Rokoko döneminde fanlar büyük miktarlarda üretilir ve sadece aristokrasinin değil, aynı zamanda daha az ayrıcalıklı mülklerin de bir aksesuarı haline gelir. Ancak yazar Germaine de Stael'in dediği gibi: "Valfayı tutma şekli ve dalgasıyla, prensesi kontesten ve markizi burjuvaziden ayırt etmek mümkündür." Mesele şu ki, o zamanlar hayranlar sadece zarif bir aksesuardan flört ve baştan çıkarma için bir araca dönüştü. Ve fanın dilini sadece aristokrasi biliyordu.

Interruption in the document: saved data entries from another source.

//! Session establishment: credential login, cookie persistence and the
//! logged-in check.
use crate::browser::{BrowserSession, Cookie, Target};
use crate::config::ConfigError;
use crate::error::RunError;
use crate::pacing::Pacing;
use crate::records::{read_json, write_json};
use std::fmt;
use std::path::Path;
use std::time::Duration;
use tracing::{error, info, instrument, warn};

pub const HOME_URL: &str = "https://www.pinterest.com/";
pub const LOGIN_URL: &str = "https://www.pinterest.com/login/";

const LOGIN_FORM_LOAD: Duration = Duration::from_secs(3);
const AFTER_SUBMIT: Duration = Duration::from_secs(5);
const AFTER_COOKIES: Duration = Duration::from_secs(3);
pub const TWO_FACTOR_WAIT: Duration = Duration::from_secs(120);

#[derive(Clone)]
pub struct Credentials {
    pub email: String,
    pub password: String,
}

impl fmt::Debug for Credentials {
    fn fmt(&self, f: &mut fmt::Formatter<'_>) -> fmt::Result {
        f.debug_struct("Credentials")
            .field("email", &self.email)
            .field("password", &"<redacted>")
            .finish()
    }
}

impl Credentials {
    pub fn from_env() -> Result<Self, ConfigError> {
        Self::from_lookup(|key| std::env::var(key).ok())
    }

    fn from_lookup<F: Fn(&str) -> Option<String>>(lookup: F) -> Result<Self, ConfigError> {
        let email = lookup("PINTEREST_EMAIL").filter(|v| !v.trim().is_empty());
        let password = lookup("PINTEREST_PASSWORD").filter(|v| !v.is_empty());
        match (email, password) {
            (Some(email), Some(password)) => Ok(Self { email, password }),
            _ => Err(ConfigError::Invalid(
                "PINTEREST_EMAIL and PINTEREST_PASSWORD must be set for login",
            )),
        }
    }
}

pub fn load_credentials() -> Result<Credentials, ConfigError> {
    Credentials::from_env()
}

/// Logged in means we are on the site and not sitting on the login page.
pub async fn is_logged_in(browser: &dyn BrowserSession) -> Result<bool, RunError> {
    let location = browser.current_location().await?;
    Ok(location.contains("pinterest.") && !location.contains("/login"))
}

/// Fill and submit the login form. If the site asks for a verification code
/// we wait `two_factor_wait` for the operator to enter it by hand.
#[instrument(skip_all, fields(email = %creds.email))]
pub async fn login_with_credentials(
    browser: &dyn BrowserSession,
    pacing: &Pacing,
    creds: &Credentials,
    two_factor_wait: Duration,
) -> Result<bool, RunError> {
    browser.navigate(LOGIN_URL).await?;
    pacing.pause(LOGIN_FORM_LOAD).await?;

    let email = browser
        .find_clickable(&Target::EmailField)
        .await?
        .ok_or_else(|| RunError::Login("email field not found".into()))?;
    browser.send_keys(&email, &creds.email).await?;

    let password = browser
        .find_clickable(&Target::PasswordField)
        .await?
        .ok_or_else(|| RunError::Login("password field not found".into()))?;
    browser.send_keys(&password, &creds.password).await?;

    let submit = browser
        .find_clickable(&Target::LoginSubmit)
        .await?
        .ok_or_else(|| RunError::Login("login button not found".into()))?;
    browser.click(&submit).await?;
    pacing.pause(AFTER_SUBMIT).await?;

    let text = browser.page_text().await?.to_lowercase();
    if text.contains("verification code") || text.contains("doğrulama kodu") {
        warn!(
            wait_secs = two_factor_wait.as_secs(),
            "two-factor verification requested; enter the code in the browser window"
        );
        pacing.pause(two_factor_wait).await?;
        pacing.pause(AFTER_SUBMIT).await?;
    }

    let ok = is_logged_in(browser).await?;
    if ok {
        info!("login succeeded");
    } else {
        error!("login did not complete");
    }
    Ok(ok)
}

pub async fn save_cookies(browser: &dyn BrowserSession, path: &Path) -> Result<usize, RunError> {
    let cookies = browser.cookies().await?;
    write_json(path, &cookies)?;
    info!(count = cookies.len(), path = %path.display(), "cookies saved");
    Ok(cookies.len())
}

/// Restore a saved session. Returns `Ok(false)` when there is no cookie file
/// or the restored session is not logged in.
#[instrument(skip_all, fields(path = %path.display()))]
pub async fn load_cookies(
    browser: &dyn BrowserSession,
    pacing: &Pacing,
    path: &Path,
) -> Result<bool, RunError> {
    let Some(cookies) = read_json::<Vec<Cookie>>(path)? else {
        error!("cookie file not found; run `login` first");
        return Ok(false);
    };

    browser.navigate(HOME_URL).await?;
    pacing.pause(Duration::from_secs(2)).await?;
    let mut added = 0usize;
    for cookie in &cookies {
        match browser.add_cookie(cookie).await {
            Ok(()) => added += 1,
            Err(err) => warn!(name = %cookie.name, ?err, "cookie rejected"),
        }
    }
    browser.refresh().await?;
    pacing.pause(AFTER_COOKIES).await?;

    let ok = is_logged_in(browser).await?;
    info!(added, logged_in = ok, "cookies restored");
    Ok(ok)
}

Taraftarın dilini öğretmek
Taraftarın dilini öğretmek

Bayanlar, sanki bu arada, hayranların yardımıyla tüm konuşmaları yapabilirdi. İşte bazı anlamlı "iletişim" örnekleri: Sol el ile sağ yanağa uygulanan bir yelpaze - "evet"; Sağ elle sol yanağa uygulanan bir yelpaze - "hayır"; Kendisiyle birlikte kendini yelpazeleyen bir bayan sol el - "Benimle flört etme"; Dudakların yakınındaki bir fan şu anlama gelir: "Sana güvenmiyorum"; Sağ el kapalı bir fanla kalbe işaret eder - "Seni seviyorum"; Sol kulağa bir açık fan - "izleniyoruz."

Galler Prensesi Alexandra'nın portresi. F. Winterhalter, 1864
Galler Prensesi Alexandra'nın portresi. F. Winterhalter, 1864
Kontes Varvara Alekseevna Musina-Pushkina'nın portresi. F. Winterhalter, 1857
Kontes Varvara Alekseevna Musina-Pushkina'nın portresi. F. Winterhalter, 1857

19. yüzyılın başında, gizli hayran şifresini deşifre eden birkaç kılavuz yayınlandı. Ancak Viktorya döneminde, fanın dili yavaş yavaş kullanılmayı bırakıyor ve aksesuar basitçe bayan imajının bir parçası haline geliyor. Fanlar endüstriyel ölçekte üretildi. Hanımların kesinlikle her elbise için kendi fanları olması gerekiyordu. Devekuşu tüyünden yapılan fanlar özellikle şık olarak kabul edildi (çünkü bu kuşlar neredeyse yok edildi).

Devekuşu tüyü hayranları 19. yüzyılda çok popülerdi
Devekuşu tüyü hayranları 19. yüzyılda çok popülerdi

20. yüzyılda, fanın anlamı pratik olarak ortadan kayboldu. Yine de sosyal etkinlikler dışında bir araya gelebilirler.

Fan, bayanlar flört etmek için bir araçtır
Fan, bayanlar flört etmek için bir araçtır

Rusya'da fan dili daha az coşkuyla uygulandı. A 19. yüzyıl Rusya'sında balo salonu görgü kuralları ayrı bir tartışmayı hak ediyor.